United Campaign Enters Second Week With $2,474, 960 of $6,000,000 lacking

APPEAL MADE TO CHILDREN

Boy, 9 turns in Savings Bank - Gristede's to Give 10% of Day's net - Salesmen offer Commissions

With $2,474,960 of New York's $6,000,000 quota toward the $15,000,000 national fund for the relief of Jews in Eastern Europe still to be raised, the second and last week of the United Jewish campaign in Greater New York meetings in synagogues, Reformed temples, sabbath schools, Talmud Torah's, club houses, Y.M.H.A. buildings, community centers, lodge rooms, and labor union headquarters. DAvid M. Bressler, Acting Chairman of the drive, estimated that the total attendace was about 500,000 persons. No contributions were taken at these meetings. but speakers spread the message of the sufferings of millions of Jews abroad to at least one third of the Jewish population of New York City. Last night's appeal, according to managers of the campaign, is expected greatly swell the total of contribution [sic].

Brown Tells of Emergency

The feature of the series of meetings was an address by David A. Brown, National Chairman of the drive, which was read at all the meetings, MR Brown said:

"Never in the history of the Jewish people, dating back for centuries, was there a situation like this, and never before in the history of the Jewish people was was there an emergency as great as this.

"Women and children are dropping on the streets from hunger in Bassarabia [sic]. Many others are found dead in their homes in Poland. A horrible scourge of of typhus is sweeping over the Jews in both lands, adding to the toll of death.

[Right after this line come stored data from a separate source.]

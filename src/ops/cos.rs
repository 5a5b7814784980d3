//! Cosine.

use rust_decimal::Decimal;

use crate::defs::Error;
use crate::ops::consts::HALF_PI;
use crate::ops::consts::PI;
use crate::ops::consts::TWO_PI;
use crate::ops::series::series_run;
use crate::ops::series::TermGen;
use crate::ops::util::add;
use crate::ops::util::div;
use crate::ops::util::mul;
use crate::ops::util::remainder;

// cos:  1 - x^2/2! + x^4/4! - x^6/6! + ...
struct CosSeries {
    term: Decimal,
    neg_x_sq: Decimal,
    k: u32,
}

impl CosSeries {
    fn new(x: Decimal) -> Result<Self, Error> {
        Ok(CosSeries {
            term: Decimal::ONE,
            neg_x_sq: -mul(x, x)?,
            k: 0,
        })
    }
}

impl TermGen for CosSeries {
    fn next(&mut self) -> Result<Decimal, Error> {
        if self.k > 0 {
            // k is twice the iteration number: term *= -x^2 / ((k - 1) * k)
            let f = div(self.neg_x_sq, Decimal::from(self.k * self.k - self.k))?;
            self.term = mul(self.term, f)?;
        }
        self.k += 2;

        Ok(self.term)
    }

    fn name(&self) -> &'static str {
        "cos"
    }
}

/// Computes the cosine of `x` radians.
///
/// The argument is reduced into (-2*pi, 2*pi) first. Exact multiples of pi/2 return
/// exact results.
///
/// ## Errors
///
///  - Overflow: reduction of the argument failed (not expected for any finite decimal).
pub fn cos(x: Decimal) -> Result<Decimal, Error> {
    let x = remainder(x, TWO_PI)?;

    if x.is_zero() || x == TWO_PI {
        return Ok(Decimal::ONE);
    }

    if x == PI {
        return Ok(Decimal::NEGATIVE_ONE);
    }

    if x == HALF_PI || x == add(PI, HALF_PI)? {
        return Ok(Decimal::ZERO);
    }

    series_run(&mut CosSeries::new(x)?)
}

"In thousands of homes, men, women and children are sick to the point of utter exhaustion from hunger. There is another gruesome picture that that is given in the cable received by me and the Joint Distribution Committee in the last few days that unless substantial help came quickly - the Jewish orphan asylums will be compelled to close because their resources have been exhausted to the last penny. Thousands of children will be turned out into the streets to roam about aimlessly, hopelessly, blindly. Many children already on the streets eat what they can find in garbage cans or what they can pilfer from a shop or a stand. They sleep in alleys, in cellars. They are ragged. They are tattered and their morals are being destroyed.

"My European correspondents inform me that hundreds are killing themselves, are hastening death because their sufferings have made them impatient of its arrival.

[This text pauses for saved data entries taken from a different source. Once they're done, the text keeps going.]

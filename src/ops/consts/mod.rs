//! Mathematical constants at the full precision of the decimal type.

use lazy_static::lazy_static;
use rust_decimal::Decimal;

use crate::defs::MAX_SCALE;

/// Euler's number, 2.7182818284590452353602874714.
pub const E: Decimal = Decimal::from_parts(0x857aed5a, 0xebecde35, 0x57d519ab, false, 28);

/// Pi number, 3.1415926535897932384626433833.
pub const PI: Decimal = Decimal::from_parts(0x41b65f29, 0x0b143885, 0x6582a536, false, 28);

/// pi/2, 1.5707963267948966192313216916.
pub const HALF_PI: Decimal = Decimal::from_parts(0xa0db2f94, 0x058a1c42, 0x32c1529b, false, 28);

/// pi/4, 0.7853981633974483096156608458.
pub const QUARTER_PI: Decimal = Decimal::from_parts(0x506d97ca, 0x82c50e21, 0x1960a94d, false, 28);

/// pi/12, 0.2617993877991494365385536153.
pub const TWELFTH_PI: Decimal = Decimal::from_parts(0x1acf3299, 0x80ec5a0b, 0x08758dc4, false, 28);

/// 2*pi, 6.2831853071795864769252867666.
pub const TWO_PI: Decimal = Decimal::from_parts(0x836cbe52, 0x1628710a, 0xcb054a6c, false, 28);

/// Natural logarithm of 10, 2.3025850929940456840179914547.
pub const LN_10: Decimal = Decimal::from_parts(0x9fa69733, 0x1414b220, 0x4a668998, false, 28);

/// Natural logarithm of 2, 0.6931471805599453094172321215.
pub const LN_2: Decimal = Decimal::from_parts(0xaa7a65bf, 0x81f52f01, 0x1665943f, false, 28);

/// The smallest positive value, 1e-28.
pub const EPSILON: Decimal = Decimal::from_parts(1, 0, 0, false, 28);

/// 0.5
pub(crate) const HALF: Decimal = Decimal::from_parts(5, 0, 0, false, 1);

/// 0.1
pub(crate) const TENTH: Decimal = Decimal::from_parts(1, 0, 0, false, 1);

lazy_static! {

    /// Powers of ten from 10^0 to 10^28.
    pub(crate) static ref ROUND_POWER_10: [Decimal; MAX_SCALE as usize + 1] = {
        let mut table = [Decimal::ONE; MAX_SCALE as usize + 1];
        for i in 1..table.len() {
            table[i] = table[i - 1] * Decimal::TEN;
        }
        table
    };

    /// Values at or above this magnitude have no fractional part left to round.
    pub(crate) static ref ROUND_LIMIT: Decimal = ROUND_POWER_10[MAX_SCALE as usize];
}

"This without the slightest attempt at exaggeration is the situation in which millions - I repeat, millions - of our Jews in Europe are trapped. This is the situation which thus far we have coped with almost in vain.

"The Jews of America must immediately respond to this effort; they must make a sum of money greater than has ever been raised in the history of the Jews in this country in order that the tragedy which is overwhelming millions of their own flesh and blood shall be stayed.

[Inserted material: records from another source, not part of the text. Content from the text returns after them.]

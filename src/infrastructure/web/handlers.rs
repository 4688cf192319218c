// Query API handlers

use axum::{
    extract::{Path, Query, State},
    Json,
};
use serde::Deserialize;
use serde_json::{json, Value};

use super::error::{ApiError, ApiResult};
use super::responses::{
    ActivationsResponse, BalanceResponse, CrowdsaleResponse, OfferResponse, PropertyResponse,
    RawTransactionRequest, RawTransactionResponse, StatusResponse, StoResponse,
    TransactionResponse,
};
use super::routes::AppState;
use crate::domain::models::PropertyId;
use crate::utils::logging;

#[derive(Debug, Deserialize)]
pub struct CrowdsaleQuery {
    pub verbose: Option<bool>,
}

/// GET /
pub async fn root() -> Json<Value> {
    Json(json!({
        "name": "Metalayer Indexer API",
        "version": env!("CARGO_PKG_VERSION"),
        "endpoints": [
            "/api/health",
            "/api/status",
            "/api/balances/{address}",
            "/api/balances/{address}/{property}",
            "/api/properties",
            "/api/properties/{id}",
            "/api/crowdsales/active",
            "/api/crowdsales/{id}",
            "/api/dex/offers",
            "/api/transactions/{txid}",
            "/api/transactions/raw",
            "/api/sto/{txid}",
            "/api/activations"
        ]
    }))
}

/// GET /api/health
pub async fn health_check() -> Json<Value> {
    Json(json!({
        "status": "ok",
        "timestamp": chrono::Utc::now().to_rfc3339()
    }))
}

/// GET /api/status
pub async fn get_status(State(state): State<AppState>) -> Json<StatusResponse> {
    let status = state.queries.status().await;
    Json(StatusResponse::new(
        status,
        state.source_name.clone(),
        state.network.clone(),
    ))
}

/// GET /api/balances/{address}/{property}
pub async fn get_balance(
    State(state): State<AppState>,
    Path((address, property)): Path<(String, String)>,
) -> ApiResult<Json<BalanceResponse>> {
    let id = parse_property_id(&property)?;
    let (property, balance) = state
        .queries
        .property_balance(&address, id)
        .await
        .ok_or_else(|| property_not_found(id))?;
    Ok(Json(BalanceResponse::new(&address, &property, balance)))
}

/// GET /api/balances/{address}
pub async fn get_balances(
    State(state): State<AppState>,
    Path(address): Path<String>,
) -> Json<Vec<BalanceResponse>> {
    let balances = state.queries.balances_for(&address).await;
    Json(
        balances
            .iter()
            .map(|(property, balance)| BalanceResponse::new(&address, property, *balance))
            .collect(),
    )
}

/// GET /api/properties
pub async fn list_properties(State(state): State<AppState>) -> Json<Vec<PropertyResponse>> {
    let properties = state.queries.list_properties().await;
    Json(properties.into_iter().map(PropertyResponse::from).collect())
}

/// GET /api/properties/{id}
pub async fn get_property(
    State(state): State<AppState>,
    Path(id): Path<String>,
) -> ApiResult<Json<PropertyResponse>> {
    let id = parse_property_id(&id)?;
    let property = state
        .queries
        .property_info(id)
        .await
        .ok_or_else(|| property_not_found(id))?;
    Ok(Json(PropertyResponse::from(property)))
}

/// GET /api/crowdsales/active
pub async fn active_crowdsales(State(state): State<AppState>) -> Json<Vec<CrowdsaleResponse>> {
    let listings = state.queries.active_crowdsale_listings().await;
    Json(
        listings
            .into_iter()
            .map(|listing| CrowdsaleResponse::new(listing, false))
            .collect(),
    )
}

/// GET /api/crowdsales/{id}?verbose=true
pub async fn get_crowdsale(
    State(state): State<AppState>,
    Path(id): Path<String>,
    Query(query): Query<CrowdsaleQuery>,
) -> ApiResult<Json<CrowdsaleResponse>> {
    let id = parse_property_id(&id)?;
    let listing = state
        .queries
        .crowdsale_listing(id)
        .await
        .ok_or_else(|| ApiError::NotFound(format!("Crowdsale for property {} not found", id)))?;
    Ok(Json(CrowdsaleResponse::new(listing, query.verbose.unwrap_or(false))))
}

/// GET /api/dex/offers
pub async fn active_offers(State(state): State<AppState>) -> Json<Vec<OfferResponse>> {
    let offers = state.queries.offers_with_divisibility().await;
    Json(
        offers
            .into_iter()
            .map(|(offer, divisible)| OfferResponse::new(offer, divisible))
            .collect(),
    )
}

/// GET /api/transactions/{txid}
pub async fn get_transaction(
    State(state): State<AppState>,
    Path(txid): Path<String>,
) -> ApiResult<Json<TransactionResponse>> {
    let (record, divisible) = state
        .queries
        .transaction_with_divisibility(&txid)
        .await
        .ok_or_else(|| ApiError::NotFound(format!("Transaction {} not found", txid)))?;
    Ok(Json(TransactionResponse::new(record, divisible)))
}

/// POST /api/transactions/raw
///
/// Only available when the indexer follows the in-process chain
pub async fn submit_raw_transaction(
    State(state): State<AppState>,
    Json(request): Json<RawTransactionRequest>,
) -> ApiResult<Json<RawTransactionResponse>> {
    let chain = state.local_chain.as_ref().ok_or_else(|| {
        ApiError::InvalidRequest(
            "Raw transaction submission requires the local chain source".to_string(),
        )
    })?;

    let txid = chain
        .submit_raw(
            &request.sender,
            &request.payload,
            request.reference.as_deref(),
        )
        .await?;
    logging::log_info(&format!(
        "📨 Queued transaction {} from {}",
        txid, request.sender
    ));
    Ok(Json(RawTransactionResponse { txid }))
}

/// GET /api/sto/{txid}
pub async fn get_sto(
    State(state): State<AppState>,
    Path(txid): Path<String>,
) -> ApiResult<Json<StoResponse>> {
    let (receipt, divisible) = state
        .queries
        .sto_with_divisibility(&txid)
        .await
        .ok_or_else(|| ApiError::NotFound(format!("Send-to-owners {} not found", txid)))?;
    Ok(Json(StoResponse::new(receipt, divisible)))
}

/// GET /api/activations
pub async fn get_activations(State(state): State<AppState>) -> Json<ActivationsResponse> {
    Json(ActivationsResponse::from(state.queries.activations().await))
}

fn parse_property_id(raw: &str) -> ApiResult<PropertyId> {
    raw.parse::<PropertyId>()
        .map_err(|_| ApiError::InvalidRequest(format!("Invalid property id: {}", raw)))
}

fn property_not_found(id: PropertyId) -> ApiError {
    ApiError::NotFound(format!("Property {} not found", id))
}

Ex-Ambassador Gerard speaks

The help which non-Jews are giving to the drive was illustrated by an address made last night by James W. Gerard, former ambassador to Germany, at the meeting in Temple B'nai Jeshurun, Eighty-eighth Street and West End Avenue.

Contrasting America's stability with the economic and civil disturbances in European countries, Mr. Gerard showed how, in Eastern Europe, the Jews were the butt of the unrest and were therefore in need of the succor which the campaign is seeking to send.

Mr. Gerard said that while it was peculiarly fitting for those whom the newspapers choose to call 'Nordics' to preach and practice tolerance in this country, he wanted his hearers to impress upon the Eastern and Central Jewish immigrants to uphold America's institutions and not to upset them. He mentioned, among the large contributors to the fund, Felix M. Warburg, Louis Marshall, Benjamin Winter, Frederick Brown and Harry Fischell, and said that they had taken advantage of this country's opportunities and had become wealthy.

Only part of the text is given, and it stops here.